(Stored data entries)

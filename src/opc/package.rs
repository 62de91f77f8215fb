/// Objects that implement reading and writing OPC packages.
///
/// `OpcPackage` is the in-memory form of a package: parts indexed by
/// partname, package-level relationships, and the content-type index. It is
/// deserialized once per request, mutated through the document layer, and
/// serialized exactly once.
use crate::opc::constants::relationship_type;
use crate::opc::content_types::ContentTypeMap;
use crate::opc::error::{OpcError, Result};
use crate::opc::packuri::{CONTENT_TYPES_URI, PACKAGE_URI, PackURI};
use crate::opc::part::Part;
use crate::opc::phys::{PhysPkgReader, PhysPkgWriter};
use crate::opc::rel::Relationships;
use std::collections::HashMap;

pub struct OpcPackage {
    /// Package-level relationships (`/_rels/.rels`)
    rels: Relationships,
    /// All parts in the package, indexed by partname
    parts: HashMap<String, Part>,
    /// The `[Content_Types].xml` index
    content_types: ContentTypeMap,
}

impl OpcPackage {
    /// Deserialize a package from ZIP bytes.
    ///
    /// Two passes, the way python-pptx unmarshals: all parts are created
    /// first, then relationship files are parsed and attached to their
    /// source part (or to the package itself for `/_rels/.rels`).
    pub fn from_bytes(data: &[u8]) -> Result<Self> {
        let phys = PhysPkgReader::from_bytes(data)?;

        let content_types_uri =
            PackURI::new(CONTENT_TYPES_URI).map_err(OpcError::InvalidPackUri)?;
        let content_types_xml = phys
            .blob_for(&content_types_uri)
            .ok_or_else(|| OpcError::PartNotFound(content_types_uri.to_string()))?;
        let content_types = ContentTypeMap::parse(content_types_xml)?;

        // First pass: create all parts
        let mut parts = HashMap::new();
        for (membername, blob) in phys.iter() {
            if membername == content_types_uri.membername() || is_rels_member(membername) {
                continue;
            }
            let partname =
                PackURI::new(format!("/{membername}")).map_err(OpcError::InvalidPackUri)?;
            let content_type = content_types.content_type_for(&partname)?.to_string();
            parts.insert(
                partname.to_string(),
                Part::new(partname, content_type, blob.to_vec()),
            );
        }

        // Second pass: package relationships, then per-part relationships
        let package_uri = PackURI::new(PACKAGE_URI).map_err(OpcError::InvalidPackUri)?;
        let package_rels_uri = package_uri.rels_uri().map_err(OpcError::InvalidPackUri)?;
        let rels = match phys.blob_for(&package_rels_uri) {
            Some(xml) => Relationships::parse(PACKAGE_URI.to_string(), xml)?,
            None => Relationships::new(PACKAGE_URI.to_string()),
        };

        for part in parts.values_mut() {
            let rels_uri = part.partname().rels_uri().map_err(OpcError::InvalidPackUri)?;
            let base_uri = part.partname().base_uri().to_string();
            if let Some(xml) = phys.blob_for(&rels_uri) {
                *part.rels_mut() = Relationships::parse(base_uri, xml)?;
            }
        }

        Ok(Self {
            rels,
            parts,
            content_types,
        })
    }

    /// The part the package-level relationships designate as the main
    /// document (for a presentation, `/ppt/presentation.xml`).
    pub fn main_part(&self) -> Result<&Part> {
        let rel = self
            .rels
            .first_of_type(relationship_type::OFFICE_DOCUMENT)
            .ok_or_else(|| {
                OpcError::RelationshipNotFound(relationship_type::OFFICE_DOCUMENT.to_string())
            })?;
        self.get_part(&rel.target_partname()?)
    }

    /// Get a part by its partname.
    pub fn get_part(&self, partname: &PackURI) -> Result<&Part> {
        self.parts
            .get(partname.as_str())
            .ok_or_else(|| OpcError::PartNotFound(partname.to_string()))
    }

    /// Get a mutable reference to a part by its partname.
    pub fn get_part_mut(&mut self, partname: &PackURI) -> Result<&mut Part> {
        self.parts
            .get_mut(partname.as_str())
            .ok_or_else(|| OpcError::PartNotFound(partname.to_string()))
    }

    /// Add a new part, registering its content type as an extension default.
    pub fn add_part(&mut self, part: Part) {
        self.content_types
            .register_default(part.partname().ext(), part.content_type());
        self.parts.insert(part.partname().to_string(), part);
    }

    pub fn contains_part(&self, partname: &PackURI) -> bool {
        self.parts.contains_key(partname.as_str())
    }

    pub fn iter_parts(&self) -> impl Iterator<Item = &Part> {
        self.parts.values()
    }

    pub fn part_count(&self) -> usize {
        self.parts.len()
    }

    #[inline]
    pub fn rels(&self) -> &Relationships {
        &self.rels
    }

    /// Find the next free partname for a `%d` template, e.g.
    /// `/ppt/media/image%d.png` → `/ppt/media/image3.png`.
    pub fn next_partname(&self, template: &str) -> Result<PackURI> {
        for n in 1u32..=10_000 {
            let candidate = template.replace("%d", &n.to_string());
            if !self.parts.contains_key(&candidate) {
                return PackURI::new(candidate).map_err(OpcError::InvalidPackUri);
            }
        }
        Err(OpcError::InvalidPackUri(format!(
            "no free partname for template '{template}'"
        )))
    }

    /// Serialize the package to ZIP bytes.
    ///
    /// Parts are written in sorted partname order so output is
    /// deterministic across runs; untouched part blobs are written exactly
    /// as they were read.
    pub fn save(&self) -> Result<Vec<u8>> {
        let mut writer = PhysPkgWriter::new();

        let content_types_uri =
            PackURI::new(CONTENT_TYPES_URI).map_err(OpcError::InvalidPackUri)?;
        writer.write(&content_types_uri, self.content_types.to_xml().as_bytes())?;

        if !self.rels.is_empty() {
            let package_uri = PackURI::new(PACKAGE_URI).map_err(OpcError::InvalidPackUri)?;
            let rels_uri = package_uri.rels_uri().map_err(OpcError::InvalidPackUri)?;
            writer.write(&rels_uri, self.rels.to_xml().as_bytes())?;
        }

        let mut partnames: Vec<&String> = self.parts.keys().collect();
        partnames.sort();

        for partname in partnames {
            let part = &self.parts[partname];
            writer.write(part.partname(), part.blob())?;

            if !part.rels().is_empty() {
                let rels_uri = part.partname().rels_uri().map_err(OpcError::InvalidPackUri)?;
                writer.write(&rels_uri, part.rels().to_xml().as_bytes())?;
            }
        }

        writer.finish()
    }
}

/// Whether a ZIP membername is a relationships file rather than a part.
fn is_rels_member(membername: &str) -> bool {
    membername.ends_with(".rels")
        && (membername.starts_with("_rels/") || membername.contains("/_rels/"))
}

#[cfg(test)]
mod tests {
    use super::*;
    use std::io::Write;
    use zip::ZipWriter;
    use zip::write::SimpleFileOptions;

    fn minimal_package() -> Vec<u8> {
        let mut data = Vec::new();
        {
            let cursor = std::io::Cursor::new(&mut data);
            let mut writer = ZipWriter::new(cursor);
            let options = SimpleFileOptions::default();

            writer.start_file("[Content_Types].xml", options).unwrap();
            writer.write_all(br#"<?xml version="1.0"?>
<Types xmlns="http://schemas.openxmlformats.org/package/2006/content-types">
  <Default Extension="rels" ContentType="application/vnd.openxmlformats-package.relationships+xml"/>
  <Default Extension="xml" ContentType="application/xml"/>
  <Override PartName="/ppt/presentation.xml" ContentType="application/vnd.openxmlformats-officedocument.presentationml.presentation.main+xml"/>
</Types>"#).unwrap();

            writer.start_file("_rels/.rels", options).unwrap();
            writer.write_all(br#"<?xml version="1.0"?>
<Relationships xmlns="http://schemas.openxmlformats.org/package/2006/relationships">
  <Relationship Id="rId1" Type="http://schemas.openxmlformats.org/officeDocument/2006/relationships/officeDocument" Target="ppt/presentation.xml"/>
</Relationships>"#).unwrap();

            writer.start_file("ppt/presentation.xml", options).unwrap();
            writer.write_all(b"<p:presentation/>").unwrap();

            writer.finish().unwrap();
        }
        data
    }

    #[test]
    fn test_open_package() {
        let pkg = OpcPackage::from_bytes(&minimal_package()).unwrap();
        assert_eq!(pkg.part_count(), 1);

        let main = pkg.main_part().unwrap();
        assert_eq!(main.partname().as_str(), "/ppt/presentation.xml");
        assert_eq!(main.blob(), b"<p:presentation/>");
    }

    #[test]
    fn test_save_round_trip() {
        let pkg = OpcPackage::from_bytes(&minimal_package()).unwrap();
        let saved = pkg.save().unwrap();

        let reopened = OpcPackage::from_bytes(&saved).unwrap();
        assert_eq!(
            reopened.main_part().unwrap().blob(),
            b"<p:presentation/>"
        );
    }

    #[test]
    fn test_next_partname() {
        let mut pkg = OpcPackage::from_bytes(&minimal_package()).unwrap();
        let first = pkg.next_partname("/ppt/media/image%d.png").unwrap();
        assert_eq!(first.as_str(), "/ppt/media/image1.png");

        pkg.add_part(Part::new(first, "image/png".to_string(), vec![0x89]));
        let second = pkg.next_partname("/ppt/media/image%d.png").unwrap();
        assert_eq!(second.as_str(), "/ppt/media/image2.png");
    }

    #[test]
    fn test_unknown_part_errors() {
        let pkg = OpcPackage::from_bytes(&minimal_package()).unwrap();
        let missing = PackURI::new("/ppt/slides/slide9.xml").unwrap();
        assert!(matches!(
            pkg.get_part(&missing),
            Err(OpcError::PartNotFound(_))
        ));
    }
}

◆ EXERCISE AIM:
Search the entries for the string "insert" and return each line where it turns up.

◆ SOLUTION FOR THIS TASK:
            parts.insert(
        self.parts.insert(part.partname().to_string(), part);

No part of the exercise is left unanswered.